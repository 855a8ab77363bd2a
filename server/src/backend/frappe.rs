//! Frappe REST client
//!
//! Talks to `/api/resource/{Doctype}` with token authentication. Payloads are
//! wrapped in a top-level `data` member on the way back.

use std::time::Duration;

use async_trait::async_trait;
use reqwest::{Client, Method, RequestBuilder, Response, StatusCode};
use serde_json::Value;
use url::Url;

use super::{Backend, BackendError, Fields, ListQuery};

const REQUEST_TIMEOUT_SECS: u64 = 30;
const ERROR_BODY_PREVIEW_CHARS: usize = 200;

pub struct FrappeClient {
    http: Client,
    base_url: Url,
    authorization: Option<String>,
}

impl FrappeClient {
    pub fn new(base_url: &str, api_token: Option<&str>) -> Result<Self, BackendError> {
        let base_url = Url::parse(base_url)?;
        if base_url.cannot_be_a_base() {
            return Err(BackendError::InvalidUrl(url::ParseError::RelativeUrlWithCannotBeABaseBase));
        }

        let http = Client::builder()
            .timeout(Duration::from_secs(REQUEST_TIMEOUT_SECS))
            .build()?;

        Ok(Self {
            http,
            base_url,
            authorization: api_token.map(authorization_header),
        })
    }

    pub fn base_url(&self) -> &str {
        self.base_url.as_str()
    }

    /// `{base}/api/resource/{doctype}[/{id}]`, each segment percent-encoded
    /// (`Custom Event` becomes `Custom%20Event`).
    fn resource_url(&self, doctype: &str, id: Option<&str>) -> Url {
        let mut url = self.base_url.clone();
        // The base was checked to be hierarchical in `new`.
        if let Ok(mut segments) = url.path_segments_mut() {
            segments
                .pop_if_empty()
                .extend(["api", "resource", doctype])
                .extend(id);
        }
        url
    }

    fn request(&self, method: Method, url: Url) -> RequestBuilder {
        let builder = self
            .http
            .request(method, url)
            .header(reqwest::header::ACCEPT, "application/json");
        match &self.authorization {
            Some(value) => builder.header(reqwest::header::AUTHORIZATION, value),
            None => builder,
        }
    }

    async fn send(
        &self,
        builder: RequestBuilder,
        doctype: &str,
        id: Option<&str>,
    ) -> Result<Response, BackendError> {
        let response = builder.send().await.map_err(|e| {
            if e.is_timeout() {
                BackendError::Timeout
            } else {
                BackendError::Transport(e)
            }
        })?;

        let status = response.status();
        if status.is_success() {
            return Ok(response);
        }

        let body = response.text().await.unwrap_or_default();
        tracing::debug!(doctype, status = status.as_u16(), "Backend request failed");

        let message = extract_server_message(&body).unwrap_or_else(|| preview(&body));
        Err(match (status, id) {
            (StatusCode::NOT_FOUND, Some(id)) => BackendError::NotFound {
                doctype: doctype.to_string(),
                id: id.to_string(),
            },
            // Frappe answers validation hook failures with 417.
            (StatusCode::EXPECTATION_FAILED, _) => BackendError::Rejected(message),
            _ => BackendError::Status {
                status: status.as_u16(),
                message,
            },
        })
    }

    async fn data(response: Response) -> Result<Value, BackendError> {
        let mut body: Value = response
            .json()
            .await
            .map_err(|e| BackendError::Decode(e.to_string()))?;
        match body.get_mut("data") {
            Some(data) => Ok(data.take()),
            None => Err(BackendError::Decode("response has no `data` member".to_string())),
        }
    }
}

#[async_trait]
impl Backend for FrappeClient {
    async fn list(&self, doctype: &str, query: &ListQuery) -> Result<Vec<Value>, BackendError> {
        let url = self.resource_url(doctype, None);
        let builder = self.request(Method::GET, url).query(&list_params(query));
        let response = self.send(builder, doctype, None).await?;

        match Self::data(response).await? {
            Value::Array(rows) => Ok(rows),
            other => Err(BackendError::Decode(format!(
                "expected a list of {doctype} rows, got {other}"
            ))),
        }
    }

    async fn get(&self, doctype: &str, id: &str) -> Result<Value, BackendError> {
        let url = self.resource_url(doctype, Some(id));
        let response = self
            .send(self.request(Method::GET, url), doctype, Some(id))
            .await?;
        Self::data(response).await
    }

    async fn create(&self, doctype: &str, fields: Fields) -> Result<Value, BackendError> {
        let url = self.resource_url(doctype, None);
        let builder = self.request(Method::POST, url).json(&fields);
        let response = self.send(builder, doctype, None).await?;
        Self::data(response).await
    }

    async fn update(&self, doctype: &str, id: &str, fields: Fields) -> Result<Value, BackendError> {
        let url = self.resource_url(doctype, Some(id));
        let builder = self.request(Method::PUT, url).json(&fields);
        let response = self.send(builder, doctype, Some(id)).await?;
        Self::data(response).await
    }

    async fn delete(&self, doctype: &str, id: &str) -> Result<(), BackendError> {
        let url = self.resource_url(doctype, Some(id));
        self.send(self.request(Method::DELETE, url), doctype, Some(id))
            .await?;
        Ok(())
    }
}

/// A bare `key:secret` gets the `token` scheme; a value that already carries
/// it is used unchanged.
pub fn authorization_header(token: &str) -> String {
    let token = token.trim();
    if token.to_lowercase().starts_with("token ") {
        token.to_string()
    } else {
        format!("token {token}")
    }
}

/// Query parameters in the shape `frappe.client.get_list` expects.
pub fn list_params(query: &ListQuery) -> Vec<(&'static str, String)> {
    let mut params = vec![("limit_page_length", query.limit.to_string())];

    if !query.fields.is_empty() {
        params.push(("fields", Value::from(query.fields.clone()).to_string()));
    }
    if let Some(order) = &query.order_by {
        params.push(("order_by", format!("{} {}", order.field, order.order.as_str())));
    }
    if !query.filters.is_empty() {
        let filters: Vec<Value> = query
            .filters
            .iter()
            .map(|(field, value)| Value::Array(vec![field.as_str().into(), "=".into(), value.clone()]))
            .collect();
        params.push(("filters", Value::Array(filters).to_string()));
    }

    params
}

/// Pulls the user-facing message out of a Frappe error body.
///
/// `_server_messages` is a JSON-encoded list of JSON-encoded objects; failing
/// that, `exception` reads `module.ExceptionType: message`.
pub fn extract_server_message(body: &str) -> Option<String> {
    let json: Value = serde_json::from_str(body).ok()?;

    let from_server_messages = json
        .get("_server_messages")
        .and_then(Value::as_str)
        .and_then(|raw| serde_json::from_str::<Vec<String>>(raw).ok())
        .and_then(|messages| messages.into_iter().next())
        .and_then(|first| {
            serde_json::from_str::<Value>(&first)
                .ok()
                .and_then(|m| m.get("message").and_then(Value::as_str).map(str::to_string))
                .or(Some(first))
        });

    from_server_messages.or_else(|| {
        json.get("exception").and_then(Value::as_str).map(|exception| {
            exception
                .split_once(": ")
                .map(|(_, message)| message)
                .unwrap_or(exception)
                .to_string()
        })
    })
}

fn preview(body: &str) -> String {
    body.chars().take(ERROR_BODY_PREVIEW_CHARS).collect()
}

Task description
In the entries above, find each line with "clone" and list it.

Result
        let mut url = self.base_url.clone();
        params.push(("fields", Value::from(query.fields.clone()).to_string()));
            .map(|(field, value)| Value::Array(vec![field.as_str().into(), "=".into(), value.clone()]))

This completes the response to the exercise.